Depuis des années, nous entendons dire que les enfants ne savent plus écrire et ils tentent de renforcer cette croyance. communication précipitée sur les réseaux sociaux et dans les chats, la progression progressive abandon de l'italique et un stylo et du papier, le Des englishismes de plus en plus présents dans le langage courant.

Mais quand on passe des préjugés aux chiffres, le scénario change complètement. Une nouvelle analyse sur Thèmes de maturitéqui couvre près d’un demi-siècle d’histoire des examens, renverse le récit dominant : « Face au sujet de la Maturité, l'écriture des étudiants ne s'est pas appauvrie. Les enfants sont conscients du contexte dans lequel ils écrivent : non pas une conversation mais une tâche institutionnelle. Bien sûr, dans les années 60 et 70, l'écriture était plus rigide, puis elle s'est assouplie, elle est devenue plus libre », a-t-il commenté. Matteo Vialeprofesseur du Département de philologie classique et d'études italiennes à l'Université de Bologne qui a dirigé l'étude.

Sur quoi se base la recherche ?

Une étude menée par Zanichelli et créé par lui département de philologie classique et italienne de l'Université de Bologne. L'objectif, comme l'explique le directeur général de la maison d'édition, est ambitieux : « En tant que gardiens de la langue italienne, nous souhaitions savoir, sur la base de preuves scientifiques, ce qui se passe réellement en classe».

Pour arriver à une réponse statistiquement solide, il faut plus que 3 300 copies d'examens de fin d'études secondaires, de 1967 à 2012collecté grâce aux archives d'une vingtaine d'écoles, réparties sur tout le territoire national.

La production d’une archive minutieuse

Le processus a été minutieux : après la collecte, les documents ont été numérisés auADLab de l'Université de Bolognepuis retranscrit selon des critères partagés.
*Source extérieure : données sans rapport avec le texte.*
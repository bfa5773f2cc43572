//! Submit Client
//!
//! Sends a new entry to the wall server. Accepted entries are not shown
//! right away; they arrive on the wall through a later poll like everyone
//! else's.

use thiserror::Error;

use crate::backend::{BackendError, WallBackend};
use crate::entry::{EntryId, SubmitRequest};

/// Why a submission failed
#[derive(Debug, Clone, Error, PartialEq, Eq)]
pub enum SubmitError {
    /// The server refused the entry; the message is meant for the user
    #[error("{0}")]
    Rejected(String),

    /// The request never completed or the answer was unreadable
    #[error("could not reach the wall: {0}")]
    Network(String),
}

impl From<BackendError> for SubmitError {
    fn from(err: BackendError) -> Self {
        match err {
            BackendError::Rejected(msg) | BackendError::Server(msg) => Self::Rejected(msg),
            BackendError::Transport(msg) | BackendError::Decode(msg) => Self::Network(msg),
        }
    }
}

/// Thin wrapper over a backend's submit operation
pub struct SubmitClient<B: ?Sized> {
    backend: std::sync::Arc<B>,
}

impl<B: ?Sized> Clone for SubmitClient<B> {
    fn clone(&self) -> Self {
        Self {
            backend: self.backend.clone(),
        }
    }
}

impl<B: WallBackend + ?Sized> SubmitClient<B> {
    /// Wrap a backend
    pub fn new(backend: std::sync::Arc<B>) -> Self {
        Self { backend }
    }

    /// Submit an entry; `defer` holds it back until the next reveal time
    pub async fn submit(
        &self,
        name: &str,
        text: &str,
        defer: bool,
    ) -> Result<EntryId, SubmitError> {
        let request = SubmitRequest::new(name, text, defer);
        match self.backend.submit(&request).await {
            Ok(id) => {
                tracing::info!(%id, deferred = defer, backend = self.backend.name(), "Entry submitted");
                Ok(id)
            }
            Err(err) => {
                let err = SubmitError::from(err);
                tracing::warn!(error = %err, "Submission failed");
                Err(err)
            }
        }
    }
}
Le résultat est un énorme corpus, composé de plus de 2 300 000 motsce qui permet d'observer rigoureusement comment les choix linguistiques et la structure des textes ont évolué au fil des générations.

Quels changements ont été observés

Selon l’enseignant qui a coordonné le projet, le tableau est très différent de ce à quoi on s’attend : « L’écriture devient plus communicatif et moins scolaire. Mais il n’y a pas cet effondrement vertical des compétences dont nous avons parlé. »

Parmi les transformations observées, on note notamment :

  • des phrases plus courtes,
  • tâches moins étendues,
  • syntaxe qui favorise la parataxis par rapport à l'hypotaxe.

Cependant, par rapport au passé, au moins une colonne de feuilles format papier a été perdue. La longueur moyenne des phrases est passée de 30 mots à 22. Ce chiffre, pour l'enseignant, indique « une plus grande simplicité qui n'est cependant pas nécessairement une mauvaise chose et mesure un changement de style, même pas si fort ».

Différences lexicales

Aussi les instruments utilisés pour mesurer la variété lexicale, comme le type/jeton et le Lisez-lemontrent de petites variations presque non pertinentes. Les mots du vocabulaire de base et les plus recherchés conservent des proportions similaires dans le temps, signe que le patrimoine linguistique des étudiants n'a pas diminué.

Le bilan d'un demi-siècle de thématiques

Grâce à ces recherches, il est également possible, pour la première fois, de comparer systématiquement les compétences et les choix linguistiques de différentes époques. Ces vastes archives nous permettent de vérifier si la croyance selon laquelle « autrefois nous écrivions mieux » est étayée par des faits ou s'il s'agit simplement d'une réflexion nostalgique. Les premiers Les résultats seront présentés le 3 décembre devant un parterre d'enseignants.

L’école et le défi de la massification

Des premières analyses, un tableau plus rassurant se dégage que prévu. Dans un passage significatif, le PDG de Zanichelli observe : « Ces premiers résultats sont une bonne nouvelle en 1967, seuls 26,8 % des jeunes de 18 ans passaient l'examen, en 2012, c'était 77%. Cela signifie que l’école a résisté à l’impact de la scolarisation de masse. On peut s'améliorer, apprendre à donner forme à un texte, mais l'école a bien fait son travail. »

Un voyage dans l'écriture italienne des cinquante dernières années qui, au lieu de certifier un déclin, restitue un panorama aux multiples facettes loin des clichés.